INSTRUCTIONS FOR THE TASK ▸
Using the data below, gather each line that includes the word "anchor".

(Collected data entries)
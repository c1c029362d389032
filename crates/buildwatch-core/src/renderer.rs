//! In-place progress display.
//!
//! Content is only ever appended at the bottom. Rows already on screen are
//! patched by walking the cursor up with relative motions, since absolute
//! addressing is not available below the top of the screen. The renderer
//! tracks the cursor as a row offset from the bottom anchor (zero is the
//! row new content will be appended on, negative is above it); every move
//! is computed from the last known offset, and returning to the bottom is
//! deferred until something needs to be appended.

use crate::model::{ConfigurePhase, PlainTier, SuccessionTier, ToolsTier};
use crate::terminal::Terminal;
use crate::Result;
use buildwatch_types::{BuildOutcome, Lane};
use chrono::{DateTime, Local};
use tracing::trace;

/// Column the cursor parks on between redraws; rows are one column narrower.
pub const PARKING_COLUMN: u16 = 79;

const THROBBER: [&str; 4] = ["-", "\\", "|", "/"];

const NAME_WIDTH: usize = 45;

pub struct Renderer<T: Terminal> {
    term: T,
    /// Cursor row relative to the bottom anchor.
    pos: i64,
    throb: usize,
    titles: bool,
}

impl<T: Terminal> Renderer<T> {
    pub fn new(term: T, titles: bool) -> Self {
        Self {
            term,
            pos: 0,
            throb: 0,
            titles,
        }
    }

    pub fn terminal(&self) -> &T {
        &self.term
    }

    /// Cursor row relative to the bottom anchor.
    pub fn cursor_offset(&self) -> i64 {
        self.pos
    }

    /// Index of the next throbber glyph.
    pub fn throbber_phase(&self) -> usize {
        self.throb
    }

    pub fn flush(&mut self) -> Result<()> {
        self.term.flush()?;
        Ok(())
    }

    /// Reset the display and print the start line.
    pub fn start(&mut self, started_at: &DateTime<Local>) -> Result<()> {
        self.clear_title()?;
        self.term.reset_color()?;
        self.term.clear_screen()?;
        self.term
            .write_text(&format!("Build started at {}\n", started_at.format("%H:%M:%S")))?;
        self.pos = 0;
        self.park()
    }

    // ------------------------------------------------------------------
    // Cursor bookkeeping
    // ------------------------------------------------------------------

    fn park(&mut self) -> Result<()> {
        self.term.right(PARKING_COLUMN)?;
        Ok(())
    }

    fn line_home(&mut self) -> Result<()> {
        self.term.left(PARKING_COLUMN)?;
        Ok(())
    }

    fn up(&mut self, rows: i64) -> Result<()> {
        if rows > 0 {
            self.term.up(motion(rows))?;
            self.pos -= rows;
        }
        Ok(())
    }

    fn down(&mut self, rows: i64) -> Result<()> {
        if rows > 0 {
            self.term.down(motion(rows))?;
            self.pos += rows;
        }
        Ok(())
    }

    /// Move to column zero of `row`, from wherever the last redraw left the cursor.
    fn go_to_row(&mut self, row: i64) -> Result<()> {
        self.clear_throbber()?;
        if row > self.pos {
            self.down(row - self.pos)?;
        } else if row < self.pos {
            self.up(self.pos - row)?;
        }
        self.line_home()
    }

    fn go_to_end(&mut self) -> Result<()> {
        self.go_to_row(0)
    }

    /// Append `rows` at the bottom, then walk back up so the cursor parks on
    /// the first of them.
    fn append_block<F>(&mut self, header: Option<String>, rows: usize, mut draw: F) -> Result<()>
    where
        F: FnMut(&mut Self, usize) -> Result<()>,
    {
        self.go_to_end()?;
        self.term.reset_color()?;
        if let Some(header) = header {
            self.term.write_text(&header)?;
        }
        for index in 0..rows {
            draw(self, index)?;
            self.term.write_text("\n")?;
        }
        self.up(rows as i64)?;
        self.park()
    }

    // ------------------------------------------------------------------
    // Throbber
    // ------------------------------------------------------------------

    /// Redraw the activity glyph; once per processed line.
    pub fn tick(&mut self) -> Result<()> {
        self.term.left(1)?;
        self.term.write_text(THROBBER[self.throb])?;
        self.advance_throbber();
        Ok(())
    }

    fn advance_throbber(&mut self) {
        self.throb = (self.throb + 1) % THROBBER.len();
    }

    fn clear_throbber(&mut self) -> Result<()> {
        self.term.left(1)?;
        self.term.write_text(" ")?;
        Ok(())
    }

    // ------------------------------------------------------------------
    // Titles
    // ------------------------------------------------------------------

    fn set_title(&mut self, title: &str) -> Result<()> {
        if self.titles {
            self.term.set_title(title)?;
        }
        Ok(())
    }

    fn clear_title(&mut self) -> Result<()> {
        if self.titles {
            self.term.clear_title()?;
        }
        Ok(())
    }

    // ------------------------------------------------------------------
    // Prebuild
    // ------------------------------------------------------------------

    pub fn start_prebuild(&mut self) -> Result<()> {
        self.append_block(Some("\nprebuild:\n".to_string()), 0, |_, _| Ok(()))
    }

    /// Append the newest configure step as a new row.
    pub fn append_configure_step(&mut self, phase: &ConfigurePhase) -> Result<()> {
        let Some(index) = phase.len().checked_sub(1) else {
            return Ok(());
        };
        self.set_title(&phase.step(index).name)?;
        self.append_block(None, 1, |r, _| r.draw_configure_row(phase, index))
    }

    pub fn redraw_configure_step(&mut self, phase: &ConfigurePhase, index: usize) -> Result<()> {
        self.go_to_row(row_offset(index, phase.len()))?;
        self.draw_configure_row(phase, index)
    }

    fn draw_configure_row(&mut self, phase: &ConfigurePhase, index: usize) -> Result<()> {
        let step = phase.step(index);
        self.term.set_color(step.state.color(0), true, None)?;
        self.term.write_text(&format!("  {:<77}", step.name))?;
        self.term.reset_color()?;
        Ok(())
    }

    // ------------------------------------------------------------------
    // Plain tiers
    // ------------------------------------------------------------------

    pub fn start_tier(&mut self, tier: &PlainTier) -> Result<()> {
        trace!(target: "buildwatch::render", tier = tier.name(), dirs = tier.len(), "tier block");
        let header = format!("\ntier {} - {} dirs:\n", tier.name(), tier.len());
        self.append_block(Some(header), tier.len(), |r, index| r.draw_tier_row(tier, index))
    }

    /// Redraw one directory row, and retitle when it just opened.
    pub fn redraw_directory(&mut self, tier: &PlainTier, index: usize, opened: bool) -> Result<()> {
        self.go_to_row(row_offset(index, tier.len()))?;
        if opened {
            let title = format!(
                "{} {} [{}/{}] {}",
                tier.name(),
                tier.pass().as_str(),
                index + 1,
                tier.len(),
                tier.dir(index).name
            );
            self.set_title(&title)?;
        }
        self.draw_tier_row(tier, index)
    }

    fn draw_tier_row(&mut self, tier: &PlainTier, index: usize) -> Result<()> {
        let dir = tier.dir(index);
        self.term.set_color(dir.export.color(), true, None)?;
        self.term.write_text(&format!("  export {}", count_field(dir.export)))?;
        self.term.set_color(dir.libs.color(), true, None)?;
        self.term.write_text(&format!("libs {}", count_field(dir.libs)))?;
        self.term.reset_color()?;
        self.term.write_text(&format!("{:<width$}", dir.name, width = NAME_WIDTH))?;
        Ok(())
    }

    // ------------------------------------------------------------------
    // Tools tiers
    // ------------------------------------------------------------------

    pub fn start_tools(&mut self, tier: &ToolsTier) -> Result<()> {
        trace!(target: "buildwatch::render", tier = tier.name(), dirs = tier.len(), "tools block");
        let header = format!("\ntools tier {} - {} dirs:\n", tier.name(), tier.len());
        self.append_block(Some(header), tier.len(), |r, index| r.draw_tools_row(tier, index))
    }

    pub fn redraw_tools_directory(
        &mut self,
        tier: &ToolsTier,
        index: usize,
        opened: bool,
    ) -> Result<()> {
        self.go_to_row(row_offset(index, tier.len()))?;
        if opened {
            let title = format!(
                "{} tools [{}/{}] {}",
                tier.name(),
                index + 1,
                tier.len(),
                tier.dir(index).name
            );
            self.set_title(&title)?;
        }
        self.draw_tools_row(tier, index)
    }

    fn draw_tools_row(&mut self, tier: &ToolsTier, index: usize) -> Result<()> {
        let dir = tier.dir(index);
        self.term.set_color(dir.lane.color(), true, None)?;
        let count = if dir.lane.count > 0 {
            format!("[{:>2}]", dir.lane.count)
        } else {
            " ".repeat(4)
        };
        let text = format!("  {} {}", dir.name, count);
        let width = text.chars().count();
        self.term.write_text(&text)?;
        self.term.reset_color()?;
        let pad = usize::from(PARKING_COLUMN).saturating_sub(width);
        self.term.right(motion(pad as i64))?;
        Ok(())
    }

    // ------------------------------------------------------------------
    // Failure and completion
    // ------------------------------------------------------------------

    /// Leave the tracked display for good: move below all content, clear
    /// the title and colors, and replay `recent` lines verbatim.
    pub fn begin_failure<'a>(&mut self, recent: impl IntoIterator<Item = &'a str>) -> Result<()> {
        self.go_to_end()?;
        self.clear_title()?;
        self.term.reset_color()?;
        self.term.write_text("\n")?;
        for line in recent {
            self.term.write_text(line)?;
            self.term.write_text("\n")?;
        }
        Ok(())
    }

    /// Echo a line while dumping after a failure. The throbber state still
    /// advances but nothing is drawn for it.
    pub fn echo(&mut self, line: &str) -> Result<()> {
        self.term.write_text(line.trim_end_matches(['\n', '\r']))?;
        self.term.write_text("\n")?;
        self.advance_throbber();
        Ok(())
    }

    /// Print the final banner. For failures [`begin_failure`] must already
    /// have moved the cursor below the display.
    ///
    /// [`begin_failure`]: Renderer::begin_failure
    pub fn banner(
        &mut self,
        outcome: BuildOutcome,
        started_at: &DateTime<Local>,
        finished_at: &DateTime<Local>,
    ) -> Result<()> {
        let verb = if outcome.is_success() {
            self.go_to_end()?;
            self.clear_title()?;
            self.term.reset_color()?;
            "completed"
        } else {
            "failed"
        };
        self.term.write_text(&format!(
            "\nBuild {} at {} taking {}\n\n",
            verb,
            finished_at.format("%H:%M:%S"),
            buildwatch_types::format_elapsed(*started_at, *finished_at)
        ))?;
        self.term.flush()?;
        Ok(())
    }
}

/// Row of item `index` in a block of `len` rows ending at the bottom anchor.
fn row_offset(index: usize, len: usize) -> i64 {
    index as i64 - len as i64
}

fn motion(rows: i64) -> u16 {
    u16::try_from(rows.max(0)).unwrap_or(u16::MAX)
}

/// Bracketed sub-event count of a tier lane, or blanks of the same width.
fn count_field(lane: Lane) -> String {
    if lane.count > 0 {
        format!("[{:>2}]      ", lane.count)
    } else {
        " ".repeat(10)
    }
}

TASK RESPONSE ▸
//! tracks the cursor as a row offset from the bottom anchor (zero is the
    /// Cursor row relative to the bottom anchor.
    /// Cursor row relative to the bottom anchor.
/// Row of item `index` in a block of `len` rows ending at the bottom anchor.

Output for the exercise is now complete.